COP30: nova manifestação de indígena fecha portão principal da conferência

Na manhã desta sexta-feira, 14, um protesto organizado por indígenas do povo Munduruku bloqueou o portão principal da COP30, a Cúpula do Clima da ONU, em Belém (PA). A manifestação levou à interrupção temporária da entrada principal da chamada “zona azul”, onde se concentram as discussões oficiais do evento.

Segundo relatos, os participantes do protesto formaram uma barreira humana em frente à entrada principal.
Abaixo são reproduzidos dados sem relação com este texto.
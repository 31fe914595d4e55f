//! Reverse resolution: rendering a pattern back into a concrete path.

use std::collections::HashMap;

use crate::error::{ReverseError, ReverseResult};
use crate::pattern::{self, Token};

/// Renders `pattern` with the given parameter values.
///
/// Literal text is emitted verbatim and `:name`/`*name` segments are
/// replaced by the value under `name`. An optional group is included iff
/// every parameter inside it has a value; a group containing no parameters
/// is always included.
///
/// # Errors
///
/// Returns [`ReverseError::MissingParameter`] when a named or splat
/// segment outside any optional group has no value; a missing value
/// inside a group just drops the group.
///
/// # Examples
///
/// ```
/// use std::collections::HashMap;
/// use waymark::reverse;
///
/// let mut params = HashMap::new();
/// params.insert("id".to_string(), "42".to_string());
///
/// assert_eq!(reverse("/users/:id", &params).unwrap(), "/users/42");
/// assert_eq!(reverse("/users(/:page)", &HashMap::new()).unwrap(), "/users");
/// ```
pub fn reverse(pattern: &str, params: &HashMap<String, String>) -> ReverseResult<String> {
	let tokens = pattern::tokenize(pattern);
	let mut rendered = String::with_capacity(pattern.len());
	let mut index = 0;
	while index < tokens.len() {
		match &tokens[index] {
			Token::Literal(text) => rendered.push_str(text),
			Token::Named(name) | Token::Splat(name) => {
				let value = params
					.get(name)
					.ok_or_else(|| ReverseError::MissingParameter(name.clone()))?;
				rendered.push_str(value);
			}
			Token::OptionalOpen => {
				// The tokenizer guarantees a matching close.
				let close = tokens[index..]
					.iter()
					.position(|token| matches!(token, Token::OptionalClose))
					.map(|offset| index + offset)
					.unwrap_or(tokens.len());
				if let Some(fragment) = render_group(&tokens[index + 1..close], params) {
					rendered.push_str(&fragment);
				}
				index = close;
			}
			Token::OptionalClose => {}
		}
		index += 1;
	}
	Ok(rendered)
}

/// Renders an optional group's tokens, or `None` when a parameter inside
/// the group has no value.
fn render_group(tokens: &[Token], params: &HashMap<String, String>) -> Option<String> {
	let mut fragment = String::new();
	for token in tokens {
		match token {
			Token::Literal(text) => fragment.push_str(text),
			Token::Named(name) | Token::Splat(name) => fragment.push_str(params.get(name)?),
			Token::OptionalOpen | Token::OptionalClose => {}
		}
	}
	Some(fragment)
}

#[cfg(test)]
mod tests {
	use super::*;

	fn params(pairs: &[(&str, &str)]) -> HashMap<String, String> {
		pairs
			.iter()
			.map(|(k, v)| (k.to_string(), v.to_string()))
			.collect()
	}

	#[test]
	fn test_reverse_substitutes_named_parameters() {
		let rendered = reverse("/users/:id/posts/:post", &params(&[("id", "42"), ("post", "7")]));
		assert_eq!(rendered.unwrap(), "/users/42/posts/7");
	}

	#[test]
	fn test_reverse_substitutes_splat() {
		let rendered = reverse("/files/*path", &params(&[("path", "a/b/c.txt")]));
		assert_eq!(rendered.unwrap(), "/files/a/b/c.txt");
	}

	#[test]
	fn test_reverse_drops_group_with_missing_parameter() {
		let rendered = reverse("/hello(/:world)", &HashMap::new());
		assert_eq!(rendered.unwrap(), "/hello");
	}

	#[test]
	fn test_reverse_keeps_group_with_provided_parameter() {
		let rendered = reverse("/hello(/:world)", &params(&[("world", "bob")]));
		assert_eq!(rendered.unwrap(), "/hello/bob");
	}

	#[test]
	fn test_reverse_always_keeps_parameterless_group() {
		let rendered = reverse("/docs(/index)", &HashMap::new());
		assert_eq!(rendered.unwrap(), "/docs/index");
	}

	#[test]
	fn test_reverse_missing_top_level_parameter_is_an_error() {
		let rendered = reverse("/users/:id", &HashMap::new());
		assert!(matches!(
			rendered,
			Err(ReverseError::MissingParameter(name)) if name == "id"
		));
	}

	#[test]
	fn test_reverse_mixed_groups_and_parameters() {
		let rendered = reverse(
			"/hello/:world(/:bar)/:foo",
			&params(&[("world", "w"), ("foo", "f")]),
		);
		assert_eq!(rendered.unwrap(), "/hello/w/f");
	}
}
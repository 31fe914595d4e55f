//! Handler invocation surface.

use crate::matcher::MatchResult;

/// Error type handlers may return.
///
/// Propagated unmodified out of [`Router::process`](crate::Router::process);
/// the router performs no catch-and-continue.
pub type HandlerError = Box<dyn std::error::Error + Send + Sync>;

/// Result alias for handler invocation.
pub type HandlerResult = Result<(), HandlerError>;

/// A route handler, invoked with the match result of its route.
///
/// Implemented for any `Fn(MatchResult) -> HandlerResult` closure or
/// function, so plain closures can be registered directly:
///
/// ```
/// use waymark::Router;
///
/// let router = Router::new().route("/ping", |_request| Ok(()));
/// assert!(router.process("/ping").unwrap());
/// ```
pub trait Handler: Send + Sync {
	/// Handles one successful match.
	fn handle(&self, request: MatchResult) -> HandlerResult;
}

impl<F> Handler for F
where
	F: Fn(MatchResult) -> HandlerResult + Send + Sync,
{
	fn handle(&self, request: MatchResult) -> HandlerResult {
		self(request)
	}
}
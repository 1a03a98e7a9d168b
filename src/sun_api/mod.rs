//! Sunrise/sunset lookup against an external time API.
//!
//! Services depend on [`SunTimesProvider`], not on HTTP. [`SunApiClient`]
//! is the production implementation over `reqwest`; tests plug in a stub.

pub mod client;
pub mod config;

pub use client::SunApiClient;
pub use config::SunApiConfig;

use crate::error::{Error, Result};
use chrono::{DateTime, FixedOffset, NaiveDate};
use serde::Deserialize;

/// Sunrise and sunset for one place on one day, with UTC offset.
#[derive(Clone, Copy, Debug, PartialEq, Eq)]
pub struct SunTimes {
    pub sunrise: DateTime<FixedOffset>,
    pub sunset: DateTime<FixedOffset>,
}

/// Source of sunrise/sunset times.
///
/// # Errors
///
/// Every failure (transport, timeout, bad status, bad payload) is reported as
/// [`Error::UpstreamUnavailable`].
#[allow(async_fn_in_trait)]
pub trait SunTimesProvider: Send + Sync {
    async fn lookup(&self, latitude: f64, longitude: f64, date: NaiveDate) -> Result<SunTimes>;
}

#[derive(Deserialize)]
struct SunApiResponse {
    #[serde(default)]
    results: Option<SunApiResults>,
    status: String,
}

#[derive(Deserialize)]
struct SunApiResults {
    sunrise: String,
    sunset: String,
}

const STATUS_OK: &str = "OK";

/// Parse an API response body.
///
/// Expects `{"results": {"sunrise": <RFC 3339>, "sunset": <RFC 3339>}, "status": "OK"}`.
pub fn parse_response(body: &str) -> Result<SunTimes> {
    let response: SunApiResponse = serde_json::from_str(body)
        .map_err(|e| Error::UpstreamUnavailable(format!("malformed payload: {}", e)))?;

    if response.status != STATUS_OK {
        return Err(Error::UpstreamUnavailable(format!(
            "upstream status {}",
            response.status
        )));
    }

    let results = response
        .results
        .ok_or_else(|| Error::UpstreamUnavailable("payload has no results".to_string()))?;

    Ok(SunTimes {
        sunrise: parse_timestamp("sunrise", &results.sunrise)?,
        sunset: parse_timestamp("sunset", &results.sunset)?,
    })
}

fn parse_timestamp(field: &str, raw: &str) -> Result<DateTime<FixedOffset>> {
    DateTime::parse_from_rfc3339(raw)
        .map_err(|e| Error::UpstreamUnavailable(format!("bad {} timestamp {:?}: {}", field, raw, e)))
}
A organização por trás do movimento é atribuída ao Movimento Ipereg Ayu, que exige uma reunião urgente com as autoridades nacionais.


A Polícia Militar, bombeiros e agentes da Força Nacional foram posicionados no local para acompanhar a manifestação, com cerca de duas dezenas de viaturas presentes na cena.


Por causa do bloqueio, as autorizações de entrada para os diplomatas, negociadores e credenciados foram redirecionadas para uma entrada lateral.


A manifestação ocorre pouco depois de uma carta enviada pelo secretário para o Clima das Nações Unidas, Simon Stiell, na qual ele solicitava ao governo brasileiro melhorias no esquema de segurança e na estrutura física do evento, que registrou cerca de 56 mil inscritos. 
A ONU, por sua vez, classificou o ato como “pacífico” e afirmou que não havia risco à segurança dos participantes da conferência, orientando que os credenciados utilizassem a entrada lateral para acessar o evento.


Do outro lado da manifestação, os indígenas reivindicam sobretudo maior participação nas decisões climáticas e a interrupção de projetos de infraestrutura que, segundo eles, ameaçam seu território.


Na terça-feira anterior à nova mobilização, um grupo formado por indígenas e por integrantes do Coletivo Juntos, ligado ao PSOL, também tentou acessar a zona restrita da COP30. Eles superaram o sistema de raio-X, mas foram barrados antes de entrar. 
Durante essa investida anterior, duas pessoas da segurança ficaram feridas, e portas do local chegaram a ser danificadas.

Em uma das falas durante os protestos mais recentes, lideranças Munduruku pedem que o presidente Luiz Inácio Lula da Silva escute suas demandas, sobretudo no que se refere a proteção de suas terras contra agronegócio, garimpo e desmatamento.


Segundo um comunicado dos indígenas, “nossas vozes são ignoradas” nas negociações climáticas, apesar de o Brasil afirmar que este COP30 daria protagonismo aos povos originários.


Líderes como Gilmar, do povo Tupinambá, também participaram das ações, afirmando: “We can’t eat money” (“não podemos comer dinheiro”), para criticar o modelo econômico que prioriza lucros sobre a vida das populações tradicionais.


Além disso, eles reivindicam a demarcação de seus territórios e o fim dos projetos que envolvem extração de madeira, mineração ilegal, exploração de petróleo e outras formas de invasão em seus modos de vida.


Fontes da ONU informaram que dois seguranças sofreram ferimentos leves durante os confrontos da terça-feira, e que o saldo foi de “dano menor” à infraestrutura da conferência.


Testemunhas relataram que manifestantes armaram barricadas com mesas para resistir à contenção, enquanto uma corrente de pessoas buscava romper os bloqueios de segurança.


Em resposta, as forças de segurança reagiram conforme os protocolos estabelecidos pela ONU, segundo declaração de porta-voz da conferência, que afirmou que a integridade física dos participantes e da estrutura foi preservada.


Por sua vez, autoridades indígenas argumentam que há uma contradição clara entre a retórica do COP, que afirma valorizar as comunidades tradicionais, e as práticas reais de financiamento e investimento adotadas pelo poder público.


No contexto desta mobilização, o Ministério Público Federal (MPF) havia aberto, anteriormente, um procedimento para assegurar a participação e consulta “prévia, livre e informada” de povos originários durante a COP30.


Para os indígenas, a presença deles em Belém durante a conferência ainda é insuficiente para garantir que seus interesses sejam equacionados nas decisões globais de mudança climática.


Há ainda um apelo para que o governo brasileiro convoque uma reunião emergencial com lideranças indígenas, de modo a tratar diretamente os projetos que ameaçam a floresta e a subsistência de suas comunidades.


Enquanto isso, as negociações da COP30 seguem em curso, e o episódio do bloqueio do portão principal reforça a tensão entre discurso institucional e urgência das demandas indígenas por justiça ambiental.